* TRY IT
Beneath this task is a listing. Count its lines that contain "author" and answer with the number only.

* * * * * * *

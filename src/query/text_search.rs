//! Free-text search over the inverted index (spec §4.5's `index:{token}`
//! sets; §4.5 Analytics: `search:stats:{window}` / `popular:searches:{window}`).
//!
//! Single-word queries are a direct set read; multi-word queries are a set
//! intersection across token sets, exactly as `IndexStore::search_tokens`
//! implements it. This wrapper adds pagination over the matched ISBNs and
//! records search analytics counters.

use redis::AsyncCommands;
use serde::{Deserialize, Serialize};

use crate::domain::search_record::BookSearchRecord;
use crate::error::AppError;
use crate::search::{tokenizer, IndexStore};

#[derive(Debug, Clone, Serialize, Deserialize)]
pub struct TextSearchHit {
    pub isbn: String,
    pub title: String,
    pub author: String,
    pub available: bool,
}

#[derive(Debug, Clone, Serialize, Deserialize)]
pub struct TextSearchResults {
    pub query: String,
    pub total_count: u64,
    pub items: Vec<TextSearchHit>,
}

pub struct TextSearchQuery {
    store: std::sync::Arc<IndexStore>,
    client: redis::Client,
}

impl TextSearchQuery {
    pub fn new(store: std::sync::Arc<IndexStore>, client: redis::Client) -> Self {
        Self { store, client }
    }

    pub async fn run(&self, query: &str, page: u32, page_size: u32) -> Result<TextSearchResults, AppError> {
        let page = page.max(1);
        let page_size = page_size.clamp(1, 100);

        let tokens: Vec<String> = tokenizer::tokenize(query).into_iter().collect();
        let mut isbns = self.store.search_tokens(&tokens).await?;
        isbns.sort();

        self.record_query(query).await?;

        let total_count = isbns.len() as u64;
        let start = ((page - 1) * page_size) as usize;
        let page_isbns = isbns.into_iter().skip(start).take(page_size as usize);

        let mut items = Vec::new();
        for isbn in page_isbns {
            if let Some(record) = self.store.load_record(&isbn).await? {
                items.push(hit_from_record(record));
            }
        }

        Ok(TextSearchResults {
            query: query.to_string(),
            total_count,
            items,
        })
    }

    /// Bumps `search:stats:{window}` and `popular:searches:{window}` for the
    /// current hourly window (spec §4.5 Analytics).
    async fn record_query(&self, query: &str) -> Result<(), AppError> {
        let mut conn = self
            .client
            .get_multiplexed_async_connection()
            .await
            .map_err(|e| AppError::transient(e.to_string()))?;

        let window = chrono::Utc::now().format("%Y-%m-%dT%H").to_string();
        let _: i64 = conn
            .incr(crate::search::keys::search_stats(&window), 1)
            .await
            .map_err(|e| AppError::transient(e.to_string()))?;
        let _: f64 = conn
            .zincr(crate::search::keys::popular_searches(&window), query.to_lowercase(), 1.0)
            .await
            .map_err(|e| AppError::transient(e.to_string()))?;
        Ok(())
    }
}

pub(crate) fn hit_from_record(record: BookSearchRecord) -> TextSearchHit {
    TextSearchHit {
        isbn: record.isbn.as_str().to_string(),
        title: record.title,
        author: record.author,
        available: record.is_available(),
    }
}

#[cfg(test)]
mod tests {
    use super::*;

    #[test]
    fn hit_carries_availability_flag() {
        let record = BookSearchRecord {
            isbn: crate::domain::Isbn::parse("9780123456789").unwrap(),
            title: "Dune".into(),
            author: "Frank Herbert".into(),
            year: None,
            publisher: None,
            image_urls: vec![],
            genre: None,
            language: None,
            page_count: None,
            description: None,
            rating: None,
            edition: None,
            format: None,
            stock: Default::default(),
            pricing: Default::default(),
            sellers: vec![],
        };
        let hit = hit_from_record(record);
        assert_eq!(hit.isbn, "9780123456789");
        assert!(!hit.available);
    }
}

* * * * * * *

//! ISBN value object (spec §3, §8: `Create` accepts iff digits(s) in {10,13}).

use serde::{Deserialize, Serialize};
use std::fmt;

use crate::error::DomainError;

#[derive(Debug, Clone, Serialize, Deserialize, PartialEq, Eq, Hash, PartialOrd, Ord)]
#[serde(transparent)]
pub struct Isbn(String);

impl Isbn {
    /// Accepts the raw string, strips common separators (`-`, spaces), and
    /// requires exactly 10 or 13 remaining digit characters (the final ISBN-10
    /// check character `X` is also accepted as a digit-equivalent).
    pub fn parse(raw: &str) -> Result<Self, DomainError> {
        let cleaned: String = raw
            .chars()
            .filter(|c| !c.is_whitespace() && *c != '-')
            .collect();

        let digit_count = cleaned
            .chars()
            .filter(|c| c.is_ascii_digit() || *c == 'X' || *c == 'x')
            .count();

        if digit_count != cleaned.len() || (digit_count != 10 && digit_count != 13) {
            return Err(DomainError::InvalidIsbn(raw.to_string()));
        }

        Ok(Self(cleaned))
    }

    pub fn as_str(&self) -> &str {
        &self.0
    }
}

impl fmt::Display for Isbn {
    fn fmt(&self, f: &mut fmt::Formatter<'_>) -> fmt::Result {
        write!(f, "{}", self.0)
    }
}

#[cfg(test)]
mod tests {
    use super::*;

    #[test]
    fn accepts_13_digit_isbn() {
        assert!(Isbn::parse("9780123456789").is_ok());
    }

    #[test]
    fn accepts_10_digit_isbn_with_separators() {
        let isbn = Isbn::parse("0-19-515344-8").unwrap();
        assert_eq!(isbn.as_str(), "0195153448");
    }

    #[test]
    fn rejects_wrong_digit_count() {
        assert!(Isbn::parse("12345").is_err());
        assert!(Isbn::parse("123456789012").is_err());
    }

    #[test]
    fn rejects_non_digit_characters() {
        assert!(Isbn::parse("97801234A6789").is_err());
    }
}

* * * * * * *

* EXERCISE ANSWER
3